Íñigo Landaluze, 28 años cumplidos en mayo, es un vizcaíno callado y sin sueños. Hace años, cuando ya llevaba un par de temporadas en el pelotón profesional, le preguntaron de sopetón: ¿se sueña mucho con la primera victoria? Y él respondió: "Pues no, si llega, llega". Y esa calma, esa aparente falta de aspiraciones, esa tranquilidad de espíritu, fue precisamente la clave de su victoria.

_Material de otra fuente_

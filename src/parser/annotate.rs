//! Obfuscation-shape heuristics applied while the AST is built: is this
//! function a VM handler, is this table a constant pool, does this call
//! look like a VM primitive.

use crate::ast::{Block, Expr, ExprKind, StmtKind, VmOpHint};

const HANDLER_NAME_PREFIXES: [&str; 3] = ["vm_", "op_", "exec_"];
const VM_OP_NAMES: [(&str, VmOpHint); 4] = [
    ("MOVE", VmOpHint::Move),
    ("LOADK", VmOpHint::LoadK),
    ("CALL", VmOpHint::Call),
    ("JMP", VmOpHint::Jmp),
];

/// `handler_\d+` → the trailing decimal run, if the whole suffix is digits.
pub fn matches_handler_index(name: &str) -> Option<u32> {
    let rest = name.strip_prefix("handler_")?;
    if rest.is_empty() || !rest.bytes().all(|b| b.is_ascii_digit()) {
        return None;
    }
    rest.parse().ok()
}

fn has_handler_prefix(name: &str) -> bool {
    HANDLER_NAME_PREFIXES.iter().any(|p| {
        name.strip_prefix(p)
            .map(|rest| !rest.is_empty())
            .unwrap_or(false)
    })
}

/// `handler_\d+`, `vm_\w+`, `op_\w+`, `exec_\w+`, or length >= 16.
pub fn looks_like_handler_name(name: &str) -> bool {
    matches_handler_index(name).is_some() || has_handler_prefix(name) || name.len() >= 16
}

/// A callee name counts toward "this call looks VM-ish" if it has one of
/// the handler-name shapes, or is long with several arguments.
fn callee_looks_vm_ish(name: &str, arg_count: usize) -> bool {
    looks_like_handler_name(name) || (arg_count >= 3 && name.len() > 15)
}

fn identifier_name(expr: &Expr) -> Option<&str> {
    match &expr.node {
        ExprKind::Identifier { name, .. } => Some(name.as_str()),
        _ => None,
    }
}

/// Recursively collects every reachable `Call` expression under `expr`.
fn collect_calls<'a>(expr: &'a Expr, out: &mut Vec<&'a Expr>) {
    if let ExprKind::Call { callee, args, .. } = &expr.node {
        out.push(expr);
        collect_calls(callee, out);
        for a in args {
            collect_calls(a, out);
        }
        return;
    }
    match &expr.node {
        ExprKind::Binary { lhs, rhs, .. } => {
            collect_calls(lhs, out);
            collect_calls(rhs, out);
        }
        ExprKind::Unary { operand, .. } => collect_calls(operand, out),
        ExprKind::TableCtor { fields, .. } => {
            for f in fields {
                if let Some(k) = &f.key {
                    collect_calls(k, out);
                }
                collect_calls(&f.value, out);
            }
        }
        _ => {}
    }
}

fn block_exprs<'a>(block: &'a Block, out: &mut Vec<&'a Expr>) {
    for stmt in block {
        match &stmt.node {
            StmtKind::Assign { targets, values, .. } => {
                out.extend(targets.iter());
                out.extend(values.iter());
            }
            StmtKind::ExprStmt(e) => out.push(e),
            StmtKind::Block(b) => block_exprs(b, out),
            StmtKind::FunctionDecl { name, .. } => out.push(name),
            StmtKind::If { branches, else_block } => {
                for (cond, body) in branches {
                    out.push(cond);
                    block_exprs(body, out);
                }
                if let Some(b) = else_block {
                    block_exprs(b, out);
                }
            }
            StmtKind::For { init, body, .. } => {
                out.extend(init.iter());
                block_exprs(body, out);
            }
            StmtKind::While { cond, body } => {
                out.push(cond);
                block_exprs(body, out);
            }
            StmtKind::Repeat { body, cond } => {
                block_exprs(body, out);
                out.push(cond);
            }
            StmtKind::Return(exprs) => out.extend(exprs.iter()),
            StmtKind::Break | StmtKind::Goto(_) | StmtKind::Label(_) => {}
        }
    }
}

/// Whether `body` contains a `Call` whose callee looks VM-ish, scanning
/// every statement in the function (nested blocks included, nested
/// function literals excluded — those get their own classification when
/// they're visited as their own `FunctionDecl`/`Function` node).
pub fn body_has_vm_call(body: &Block) -> bool {
    let mut exprs = Vec::new();
    block_exprs(body, &mut exprs);
    let mut calls = Vec::new();
    for e in exprs {
        collect_calls(e, &mut calls);
    }
    calls.into_iter().any(|call| {
        if let ExprKind::Call { callee, args, .. } = &call.node {
            identifier_name(callee)
                .map(|n| callee_looks_vm_ish(n, args.len()))
                .unwrap_or(false)
        } else {
            false
        }
    })
}

/// `(vm_handler, handler_index)` for a named function declaration.
pub fn classify_function_decl(name: &str, body: &Block) -> (bool, Option<u32>) {
    if let Some(idx) = matches_handler_index(name) {
        return (true, Some(idx));
    }
    if has_handler_prefix(name) || name.len() >= 16 {
        return (true, None);
    }
    if body_has_vm_call(body) {
        return (true, None);
    }
    (false, None)
}

/// `(vm_call, vm_op)` for a call expression, from its callee name.
pub fn classify_call(callee: &Expr) -> (bool, Option<VmOpHint>) {
    let Some(name) = identifier_name(callee) else {
        return (false, None);
    };
    let upper = name.to_ascii_uppercase();
    for (needle, hint) in VM_OP_NAMES {
        if upper.contains(needle) {
            return (true, Some(hint));
        }
    }
    (false, None)
}

#[cfg(test)]
mod tests {
    use super::*;

    #[test]
    fn handler_index_from_name() {
        assert_eq!(matches_handler_index("handler_42"), Some(42));
        assert_eq!(matches_handler_index("handler_"), None);
        assert_eq!(matches_handler_index("handler_4x"), None);
    }

    #[test]
    fn handler_name_shapes() {
        assert!(looks_like_handler_name("vm_dispatch"));
        assert!(looks_like_handler_name("op_add"));
        assert!(looks_like_handler_name("exec_step"));
        assert!(looks_like_handler_name("a_very_long_identifier_name"));
        assert!(!looks_like_handler_name("short"));
    }

    #[test]
    fn call_classification_matches_opcode_vocabulary() {
        use crate::ast::Span;
        let callee = Expr::new(
            Span::default(),
            ExprKind::Identifier {
                name: "do_MOVE_thing".into(),
                obfuscated: false,
            },
        );
        let (vm_call, hint) = classify_call(&callee);
        assert!(vm_call);
        assert_eq!(hint, Some(VmOpHint::Move));
    }
}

Landaluze alcanzó el liderato un día de media montaña en el que se escapó, como tantas veces, en busca del triunfo de etapa. Llegó antes que él Axel Merckx, pero gracias al desastre táctico del Phonak, el equipo de Botero, el corredor más fuerte toda la semana, Landaluze, segundo, terminó con una ventaja de siete minutos sobre los tenores. Líder con 2.30m y por delante un fin de semana duro en los Alpes. Y él, sin equipo, con tres compañeros que podían dar mucho de sí. Con 49s aún encaró ayer la última etapa, un duro circuito en Sallanches, a la sombra del Mont Blanc. Pocos daban aún un duro por él. Algunos recordaban cómo en 1966 al navarro Carlos Echevarría le birló el triunfo Poulidor el último día. Otros, de la desgracia de Olano, caído en 1997. Landaluze no pensó en nada. Durmió como un niño, sin euforia ni nervios.
Y ayer, ayudado por la táctica del Discovery, que luchó por la etapa en vez de por la general y acabó con un triplete -Hincapié, Popoych, Armstrong-, y por el buen corazón de algunos colegas como Cañada, Bruseghin o Mazzoleni, resistió los últimos ataques de Botero. Y cruzada la meta sin ningún gesto, pues no sabía si había ganado, pudo haber emulado al Anquetil del Puy de Dôme del 64 y responder cuando le dijeron que había ganado por 11 segundos, "me sobran 10".